WHAT IS NEEDED
Copy out the entries exactly, from the first line to the last.

◆ ◆ ◆ ◆ ◆ ◆ ◆

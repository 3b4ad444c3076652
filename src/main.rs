//! Tux Engine main entry point.
//!
//! Loads the configuration and a JSON scene, then runs the fixed-step loop:
//! every frame, wall-clock time is converted into simulation ticks by the
//! [`TickTimer`], each tick samples input and advances the [`Game`], and one
//! frame is rendered.
//!
//! Without the `raylib` feature the binary runs headless for `--ticks`
//! simulated ticks on a virtual clock and logs what happens.
//!
//! # Running
//!
//! ```sh
//! cargo run --release --features raylib
//! RUST_LOG=debug cargo run -- --ticks 12000
//! ```

// Do not create console on Windows
#![cfg_attr(
    all(target_os = "windows", feature = "raylib"),
    windows_subsystem = "windows"
)]

use clap::Parser;
use log::{error, info, warn};
use std::path::PathBuf;
use std::time::Duration;

use tuxengine::backend::Graphics;
use tuxengine::backend::headless::{HeadlessGraphics, headless_audio_thread};
use tuxengine::backend::InputSample;
use tuxengine::game::Game;
use tuxengine::resources::audio::AudioBridge;
use tuxengine::resources::gameconfig::GameConfig;
use tuxengine::resources::ticktimer::TickTimer;
use tuxengine::scene::Scene;
use tuxengine::world::World;

const DEFAULT_HEADLESS_TICKS: u64 = 12_000;

/// The Legend of Tux: a tiny tick-driven 2D engine.
#[derive(Parser)]
#[command(version, about)]
struct Cli {
    /// Configuration file.
    #[arg(long, value_name = "PATH", default_value = "./config.ini")]
    config: PathBuf,

    /// Scene to load.
    #[arg(long, value_name = "PATH", default_value = "assets/scene.json")]
    scene: PathBuf,

    /// Stop after this many ticks (headless runs default to 12000).
    #[arg(long, value_name = "N")]
    ticks: Option<u64>,

    /// Log filter, e.g. `debug` or `tuxengine=trace`. `RUST_LOG` wins.
    #[arg(long, value_name = "LEVEL")]
    log_level: Option<String>,

    /// Write the effective configuration to `--config` and exit.
    #[arg(long)]
    write_config: bool,

    /// Run without a window even when built with raylib.
    #[arg(long)]
    headless: bool,
}

fn main() {
    let cli = Cli::parse();

    let mut config = GameConfig::with_path(&cli.config);
    let loaded = config.load_from_file();

    let level = cli.log_level.clone().unwrap_or_else(|| config.log_level.clone());
    env_logger::Builder::from_env(env_logger::Env::default().default_filter_or(level)).init();

    if let Err(e) = loaded {
        warn!("{e}; using defaults");
    }

    if cli.write_config {
        if let Err(e) = config.save_to_file() {
            error!("{e}");
            std::process::exit(1);
        }
        return;
    }

    info!("Hello, world! This is the Legend of Tux!");
    if let Err(e) = run(&cli, &config) {
        error!("{e}");
        std::process::exit(1);
    }
}

fn run(cli: &Cli, config: &GameConfig) -> Result<(), Box<dyn std::error::Error>> {
    let scene = Scene::load(&cli.scene)?;

    #[cfg(feature = "raylib")]
    if !cli.headless {
        use tuxengine::backend::raylib::{RaylibGraphics, audio_thread};

        let mut gfx = RaylibGraphics::new(config);
        let audio = AudioBridge::spawn(audio_thread);
        let mut world = World::new(Box::new(audio));
        scene.apply(&mut world, &mut gfx)?;
        let mut game = Game::new(world, config);

        let mut last = std::time::Instant::now();
        let clock = move || {
            let now = std::time::Instant::now();
            let elapsed = now - last;
            last = now;
            elapsed
        };
        run_loop(&mut game, &mut gfx, config, clock, cli.ticks);
        return Ok(());
    }

    let mut gfx = HeadlessGraphics::new().with_input_script(demo_walk());
    let audio = AudioBridge::spawn(headless_audio_thread);
    let mut world = World::new(Box::new(audio));
    scene.apply(&mut world, &mut gfx)?;
    let mut game = Game::new(world, config);

    // virtual clock: every frame lasts exactly 1/target_fps
    let frame = Duration::from_secs(1) / config.target_fps.max(1);
    let limit = cli.ticks.unwrap_or(DEFAULT_HEADLESS_TICKS);
    run_loop(&mut game, &mut gfx, config, move || frame, Some(limit));
    info!(
        "headless run done: {} frames, {} entities alive",
        gfx.frames_committed(),
        game.world.entities.live_count()
    );
    Ok(())
}

/// Fixed-step loop until the backend closes or `limit` ticks have run.
fn run_loop(
    game: &mut Game,
    gfx: &mut dyn Graphics,
    config: &GameConfig,
    mut clock: impl FnMut() -> Duration,
    limit: Option<u64>,
) {
    let mut timer = TickTimer::new(config.tick_interval(), config.max_ticks_per_frame);
    let reached = |game: &Game| limit.is_some_and(|limit| game.current_tick() >= limit);
    while gfx.is_running() && !reached(game) {
        for _ in 0..timer.advance(clock()) {
            if reached(game) {
                break;
            }
            let input = gfx.poll_input();
            game.tick(input);
        }
        game.render_frame(gfx);
    }
    info!("stopped at tick {}", game.current_tick());
}

/// Scripted input for headless runs: walk up to the npc, wait, then pick up
/// the sword once it appears.
fn demo_walk() -> Vec<(u32, InputSample)> {
    vec![
        (700, InputSample::from_axes(1, 0)),
        (300, InputSample::from_axes(0, -1)),
        (7_200, InputSample::NONE),
        (400, InputSample::from_axes(1, 0)),
        (3_400, InputSample::NONE),
    ]
}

◆ ◆ ◆ ◆ ◆ ◆ ◆

EXERCISE ANSWER
repository 3b4ad444c3076652
filename src/main.rs
//! Tux Engine main entry point.
//!
//! Loads the configuration and a JSON scene, then runs the fixed-step loop:
//! every frame, wall-clock time is converted into simulation ticks by the
//! [`TickTimer`], each tick samples input and advances the [`Game`], and one
//! frame is rendered.
//!
//! Without the `raylib` feature the binary runs headless for `--ticks`
//! simulated ticks on a virtual clock and logs what happens.
//!
//! # Running
//!
//! ```sh
//! cargo run --release --features raylib
//! RUST_LOG=debug cargo run -- --ticks 12000
//! ```

// Do not create console on Windows
#![cfg_attr(
    all(target_os = "windows", feature = "raylib"),
    windows_subsystem = "windows"
)]

use clap::Parser;
use log::{error, info, warn};
use std::path::PathBuf;
use std::time::Duration;

use tuxengine::backend::Graphics;
use tuxengine::backend::headless::{HeadlessGraphics, headless_audio_thread};
use tuxengine::backend::InputSample;
use tuxengine::game::Game;
use tuxengine::resources::audio::AudioBridge;
use tuxengine::resources::gameconfig::GameConfig;
use tuxengine::resources::ticktimer::TickTimer;
use tuxengine::scene::Scene;
use tuxengine::world::World;

const DEFAULT_HEADLESS_TICKS: u64 = 12_000;

/// The Legend of Tux: a tiny tick-driven 2D engine.
#[derive(Parser)]
#[command(version, about)]
struct Cli {
    /// Configuration file.
    #[arg(long, value_name = "PATH", default_value = "./config.ini")]
    config: PathBuf,

    /// Scene to load.
    #[arg(long, value_name = "PATH", default_value = "assets/scene.json")]
    scene: PathBuf,

    /// Stop after this many ticks (headless runs default to 12000).
    #[arg(long, value_name = "N")]
    ticks: Option<u64>,

    /// Log filter, e.g. `debug` or `tuxengine=trace`. `RUST_LOG` wins.
    #[arg(long, value_name = "LEVEL")]
    log_level: Option<String>,

    /// Write the effective configuration to `--config` and exit.
    #[arg(long)]
    write_config: bool,

    /// Run without a window even when built with raylib.
    #[arg(long)]
    headless: bool,
}

fn main() {
    let cli = Cli::parse();

    let mut config = GameConfig::with_path(&cli.config);
    let loaded = config.load_from_file();

    let level = cli.log_level.clone().unwrap_or_else(|| config.log_level.clone());
    env_logger::Builder::from_env(env_logger::Env::default().default_filter_or(level)).init();

    if let Err(e) = loaded {
        warn!("{e}; using defaults");
    }

    if cli.write_config {
        if let Err(e) = config.save_to_file() {
            error!("{e}");
            std::process::exit(1);
        }
        return;
    }

    info!("Hello, world! This is the Legend of Tux!");
    if let Err(e) = run(&cli, &config) {
        error!("{e}");
        std::process::exit(1);
    }
}

fn run(cli: &Cli, config: &GameConfig) -> Result<(), Box<dyn std::error::Error>> {
    let scene = Scene::load(&cli.scene)?;

    #[cfg(feature = "raylib")]
    if !cli.headless {
        use tuxengine::backend::raylib::{RaylibGraphics, audio_thread};

        let mut gfx = RaylibGraphics::new(config);
        let audio = AudioBridge::spawn(audio_thread);
        let mut world = World::new(Box::new(audio));
        scene.apply(&mut world, &mut gfx)?;
        let mut game = Game::new(world, config);

        let mut last = std::time::Instant::now();
        let clock = move || {
            let now = std::time::Instant::now();
            let elapsed = now - last;
            last = now;
            elapsed
        };
        run_loop(&mut game, &mut gfx, config, clock, cli.ticks);
        return Ok(());
    }

    let mut gfx = HeadlessGraphics::new().with_input_script(demo_walk());
    let audio = AudioBridge::spawn(headless_audio_thread);
    let mut world = World::new(Box::new(audio));
    scene.apply(&mut world, &mut gfx)?;
    let mut game = Game::new(world, config);

    // virtual clock: every frame lasts exactly 1/target_fps
    let frame = Duration::from_secs(1) / config.target_fps.max(1);
    let limit = cli.ticks.unwrap_or(DEFAULT_HEADLESS_TICKS);
    run_loop(&mut game, &mut gfx, config, move || frame, Some(limit));
    info!(
        "headless run done: {} frames, {} entities alive",
        gfx.frames_committed(),
        game.world.entities.live_count()
    );
    Ok(())
}

/// Fixed-step loop until the backend closes or `limit` ticks have run.
fn run_loop(
    game: &mut Game,
    gfx: &mut dyn Graphics,
    config: &GameConfig,
    mut clock: impl FnMut() -> Duration,
    limit: Option<u64>,
) {
    let mut timer = TickTimer::new(config.tick_interval(), config.max_ticks_per_frame);
    let reached = |game: &Game| limit.is_some_and(|limit| game.current_tick() >= limit);
    while gfx.is_running() && !reached(game) {
        for _ in 0..timer.advance(clock()) {
            if reached(game) {
                break;
            }
            let input = gfx.poll_input();
            game.tick(input);
        }
        game.render_frame(gfx);
    }
    info!("stopped at tick {}", game.current_tick());
}

/// Scripted input for headless runs: walk up to the npc, wait, then pick up
/// the sword once it appears.
fn demo_walk() -> Vec<(u32, InputSample)> {
    vec![
        (700, InputSample::from_axes(1, 0)),
        (300, InputSample::from_axes(0, -1)),
        (7_200, InputSample::NONE),
        (400, InputSample::from_axes(1, 0)),
        (3_400, InputSample::NONE),
    ]
}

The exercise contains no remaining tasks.